Recorded data
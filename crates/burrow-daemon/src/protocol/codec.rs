use burrow_protocol::MAX_FRAME_BYTES;
use serde::Serialize;
use serde::de::DeserializeOwned;
use tokio::io::{AsyncBufRead, AsyncBufReadExt, AsyncReadExt, AsyncWrite, AsyncWriteExt};

use crate::errors::DaemonError;

/// Read a single JSONL message from an async buffered reader.
///
/// Returns `Ok(None)` when the stream is closed (EOF). Blank lines are
/// skipped. Lines longer than [`MAX_FRAME_BYTES`] are a protocol error.
pub async fn read_message<R, T>(reader: &mut R) -> Result<Option<T>, DaemonError>
where
    R: AsyncBufRead + Unpin,
    T: DeserializeOwned,
{
    let mut line = String::new();
    loop {
        line.clear();
        let limit = (MAX_FRAME_BYTES + 1) as u64;
        let bytes_read = (&mut *reader).take(limit).read_line(&mut line).await?;
        if bytes_read == 0 {
            return Ok(None); // EOF
        }
        if bytes_read > MAX_FRAME_BYTES {
            return Err(DaemonError::ProtocolError(format!(
                "frame exceeds {} bytes",
                MAX_FRAME_BYTES
            )));
        }

        let trimmed = line.trim();
        if trimmed.is_empty() {
            continue;
        }

        let msg: T = serde_json::from_str(trimmed)
            .map_err(|e| DaemonError::ProtocolError(format!("invalid JSON: {}", e)))?;
        return Ok(Some(msg));
    }
}

/// Write a single JSONL message to an async writer.
///
/// Serializes the message as compact JSON followed by a newline, then flushes.
pub async fn write_message<W, T>(writer: &mut W, msg: &T) -> Result<(), DaemonError>
where
    W: AsyncWrite + Unpin,
    T: Serialize,
{
    let mut json = serde_json::to_vec(msg)?;
    json.push(b'\n');
    writer.write_all(&json).await?;
    writer.flush().await?;
    Ok(())
}

#[cfg(test)]
mod tests {
    use super::*;
    use burrow_protocol::{ClientMessage, DaemonMessage, HistoryFormat};

    #[tokio::test]
    async fn test_roundtrip_client_message() {
        let msg = ClientMessage::History {
            format: HistoryFormat::Replay,
        };

        let mut buf: Vec<u8> = Vec::new();
        write_message(&mut buf, &msg).await.unwrap();

        let mut reader = tokio::io::BufReader::new(buf.as_slice());
        let parsed: Option<ClientMessage> = read_message(&mut reader).await.unwrap();
        assert_eq!(parsed, Some(msg));
    }

    #[tokio::test]
    async fn test_read_eof() {
        let buf: &[u8] = b"";
        let mut reader = tokio::io::BufReader::new(buf);
        let result: Option<ClientMessage> = read_message(&mut reader).await.unwrap();
        assert!(result.is_none());
    }

    #[tokio::test]
    async fn test_blank_line_is_not_eof() {
        let buf: &[u8] = b"\n{\"type\":\"info\"}\n";
        let mut reader = tokio::io::BufReader::new(buf);
        let result: Option<ClientMessage> = read_message(&mut reader).await.unwrap();
        assert_eq!(result, Some(ClientMessage::Info));
    }

    #[tokio::test]
    async fn test_read_invalid_json() {
        let buf: &[u8] = b"not json\n";
        let mut reader = tokio::io::BufReader::new(buf);
        let result: Result<Option<ClientMessage>, _> = read_message(&mut reader).await;
        let err = result.unwrap_err();
        assert_eq!(err.error_code(), "protocol_error");
    }

    #[tokio::test]
    async fn test_oversized_frame_rejected() {
        let buf = vec![b'x'; MAX_FRAME_BYTES + 1];
        let mut reader = tokio::io::BufReader::new(buf.as_slice());
        let result: Result<Option<ClientMessage>, _> = read_message(&mut reader).await;
        assert!(result.unwrap_err().to_string().contains("frame exceeds"));
    }

    #[tokio::test]
    async fn test_multiple_messages() {
        let mut buf: Vec<u8> = Vec::new();
        write_message(&mut buf, &DaemonMessage::output(b"a")).await.unwrap();
        write_message(&mut buf, &DaemonMessage::Detached).await.unwrap();

        let mut reader = tokio::io::BufReader::new(buf.as_slice());
        let first: DaemonMessage = read_message(&mut reader).await.unwrap().unwrap();
        assert_eq!(first, DaemonMessage::output(b"a"));
        let second: DaemonMessage = read_message(&mut reader).await.unwrap().unwrap();
        assert_eq!(second, DaemonMessage::Detached);
        let eof: Option<DaemonMessage> = read_message(&mut reader).await.unwrap();
        assert!(eof.is_none());
    }
}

### [What the task requires]
Find how many lines above include "output", then write only that count.

### [Reply]
2